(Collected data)
Start of Block
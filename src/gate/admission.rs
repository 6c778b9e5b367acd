//! Admission Queue
//!
//! Tickets are handed out when a load registers. Loads then pass the gates
//! one at a time, in ticket order, however the runtime schedules their tasks.

use std::sync::atomic::{AtomicU64, Ordering};

use tokio::sync::watch;

/// A load's place in the admission queue.
#[derive(Debug, Clone, Copy, PartialEq, Eq, PartialOrd, Ord)]
pub struct Ticket(u64);

// == Admission Queue ==
/// Serves tickets strictly in the order they were issued.
///
/// Every issued ticket must eventually take its [`Turn`], or later tickets
/// wait forever.
#[derive(Debug)]
pub struct AdmissionQueue {
    next_ticket: AtomicU64,
    serving: watch::Sender<u64>,
}

/// The right to pass the gates. The next ticket is served when it drops.
#[derive(Debug)]
pub struct Turn<'a> {
    queue: &'a AdmissionQueue,
}

impl Default for AdmissionQueue {
    fn default() -> Self {
        let (serving, _) = watch::channel(0);
        Self {
            next_ticket: AtomicU64::new(0),
            serving,
        }
    }
}

impl AdmissionQueue {
    pub fn new() -> Self {
        Self::default()
    }

    /// Takes the next place in line.
    ///
    /// Call under the same lock that orders registrations, so ticket order
    /// matches registration order.
    pub fn ticket(&self) -> Ticket {
        Ticket(self.next_ticket.fetch_add(1, Ordering::Relaxed))
    }

    // == Turn ==
    /// Waits until every earlier ticket has finished its turn.
    pub async fn turn(&self, ticket: Ticket) -> Turn<'_> {
        let mut serving = self.serving.subscribe();
        // The sender lives in `self`, so the channel cannot close here.
        let _ = serving.wait_for(|now| *now >= ticket.0).await;
        Turn { queue: self }
    }

    /// Tickets issued but not yet through their turn.
    pub fn waiting(&self) -> u64 {
        let issued = self.next_ticket.load(Ordering::Relaxed);
        issued.saturating_sub(*self.serving.borrow())
    }
}

impl Drop for Turn<'_> {
    fn drop(&mut self) {
        self.queue.serving.send_modify(|now| *now += 1);
    }
}

#[cfg(test)]
mod tests {
    use super::*;
    use std::sync::Arc;
    use std::time::Duration;
    use tokio::sync::mpsc;

    #[tokio::test]
    async fn test_first_ticket_served_immediately() {
        let queue = AdmissionQueue::new();
        let ticket = queue.ticket();

        let turn = tokio::time::timeout(Duration::from_millis(100), queue.turn(ticket))
            .await
            .expect("first ticket should not wait");
        assert_eq!(queue.waiting(), 1);

        drop(turn);
        assert_eq!(queue.waiting(), 0);
    }

    #[tokio::test(flavor = "multi_thread", worker_threads = 4)]
    async fn test_turns_follow_ticket_order_not_spawn_order() {
        let queue = Arc::new(AdmissionQueue::new());
        let tickets: Vec<Ticket> = (0..5).map(|_| queue.ticket()).collect();
        let (tx, mut rx) = mpsc::unbounded_channel();

        // Spawn in reverse so the runtime is likely to poll later tickets first
        let mut handles = Vec::new();
        for (position, ticket) in tickets.into_iter().enumerate().rev() {
            let queue = queue.clone();
            let tx = tx.clone();
            handles.push(tokio::spawn(async move {
                let _turn = queue.turn(ticket).await;
                tx.send(position).unwrap();
                tokio::time::sleep(Duration::from_millis(5)).await;
            }));
        }
        drop(tx);

        for handle in handles {
            handle.await.unwrap();
        }
        let mut order = Vec::new();
        while let Some(position) = rx.recv().await {
            order.push(position);
        }
        assert_eq!(order, vec![0, 1, 2, 3, 4]);
    }

    #[tokio::test]
    async fn test_later_ticket_waits_for_earlier_turn() {
        let queue = AdmissionQueue::new();
        let first = queue.ticket();
        let second = queue.ticket();

        let turn = queue.turn(first).await;
        let blocked = tokio::time::timeout(Duration::from_millis(30), queue.turn(second)).await;
        assert!(blocked.is_err());

        drop(turn);
        let _second = queue.turn(second).await;
        assert_eq!(queue.waiting(), 1);
    }
}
End of Block
§ **PROBLEM STATEMENT**:
Each entry in the data must be copied exactly.

§ **SOLUTION TO THE EXERCISE**:
filename src/gate/admission.rs
repository 6c778b9e5b367acd
//! Admission Queue
//!
//! Tickets are handed out when a load registers. Loads then pass the gates
//! one at a time, in ticket order, however the runtime schedules their tasks.

use std::sync::atomic::{AtomicU64, Ordering};

use tokio::sync::watch;

/// A load's place in the admission queue.
#[derive(Debug, Clone, Copy, PartialEq, Eq, PartialOrd, Ord)]
pub struct Ticket(u64);

// == Admission Queue ==
/// Serves tickets strictly in the order they were issued.
///
/// Every issued ticket must eventually take its [`Turn`], or later tickets
/// wait forever.
#[derive(Debug)]
pub struct AdmissionQueue {
    next_ticket: AtomicU64,
    serving: watch::Sender<u64>,
}

/// The right to pass the gates. The next ticket is served when it drops.
#[derive(Debug)]
pub struct Turn<'a> {
    queue: &'a AdmissionQueue,
}

impl Default for AdmissionQueue {
    fn default() -> Self {
        let (serving, _) = watch::channel(0);
        Self {
            next_ticket: AtomicU64::new(0),
            serving,
        }
    }
}

impl AdmissionQueue {
    pub fn new() -> Self {
        Self::default()
    }

    /// Takes the next place in line.
    ///
    /// Call under the same lock that orders registrations, so ticket order
    /// matches registration order.
    pub fn ticket(&self) -> Ticket {
        Ticket(self.next_ticket.fetch_add(1, Ordering::Relaxed))
    }

    // == Turn ==
    /// Waits until every earlier ticket has finished its turn.
    pub async fn turn(&self, ticket: Ticket) -> Turn<'_> {
        let mut serving = self.serving.subscribe();
        // The sender lives in `self`, so the channel cannot close here.
        let _ = serving.wait_for(|now| *now >= ticket.0).await;
        Turn { queue: self }
    }

    /// Tickets issued but not yet through their turn.
    pub fn waiting(&self) -> u64 {
        let issued = self.next_ticket.load(Ordering::Relaxed);
        issued.saturating_sub(*self.serving.borrow())
    }
}

impl Drop for Turn<'_> {
    fn drop(&mut self) {
        self.queue.serving.send_modify(|now| *now += 1);
    }
}

#[cfg(test)]
mod tests {
    use super::*;
    use std::sync::Arc;
    use std::time::Duration;
    use tokio::sync::mpsc;

    #[tokio::test]
    async fn test_first_ticket_served_immediately() {
        let queue = AdmissionQueue::new();
        let ticket = queue.ticket();

        let turn = tokio::time::timeout(Duration::from_millis(100), queue.turn(ticket))
            .await
            .expect("first ticket should not wait");
        assert_eq!(queue.waiting(), 1);

        drop(turn);
        assert_eq!(queue.waiting(), 0);
    }

    #[tokio::test(flavor = "multi_thread", worker_threads = 4)]
    async fn test_turns_follow_ticket_order_not_spawn_order() {
        let queue = Arc::new(AdmissionQueue::new());
        let tickets: Vec<Ticket> = (0..5).map(|_| queue.ticket()).collect();
        let (tx, mut rx) = mpsc::unbounded_channel();

        // Spawn in reverse so the runtime is likely to poll later tickets first
        let mut handles = Vec::new();
        for (position, ticket) in tickets.into_iter().enumerate().rev() {
            let queue = queue.clone();
            let tx = tx.clone();
            handles.push(tokio::spawn(async move {
                let _turn = queue.turn(ticket).await;
                tx.send(position).unwrap();
                tokio::time::sleep(Duration::from_millis(5)).await;
            }));
        }
        drop(tx);

        for handle in handles {
            handle.await.unwrap();
        }
        let mut order = Vec::new();
        while let Some(position) = rx.recv().await {
            order.push(position);
        }
        assert_eq!(order, vec![0, 1, 2, 3, 4]);
    }

    #[tokio::test]
    async fn test_later_ticket_waits_for_earlier_turn() {
        let queue = AdmissionQueue::new();
        let first = queue.ticket();
        let second = queue.ticket();

        let turn = queue.turn(first).await;
        let blocked = tokio::time::timeout(Duration::from_millis(30), queue.turn(second)).await;
        assert!(blocked.is_err());

        drop(turn);
        let _second = queue.turn(second).await;
        assert_eq!(queue.waiting(), 1);
    }
}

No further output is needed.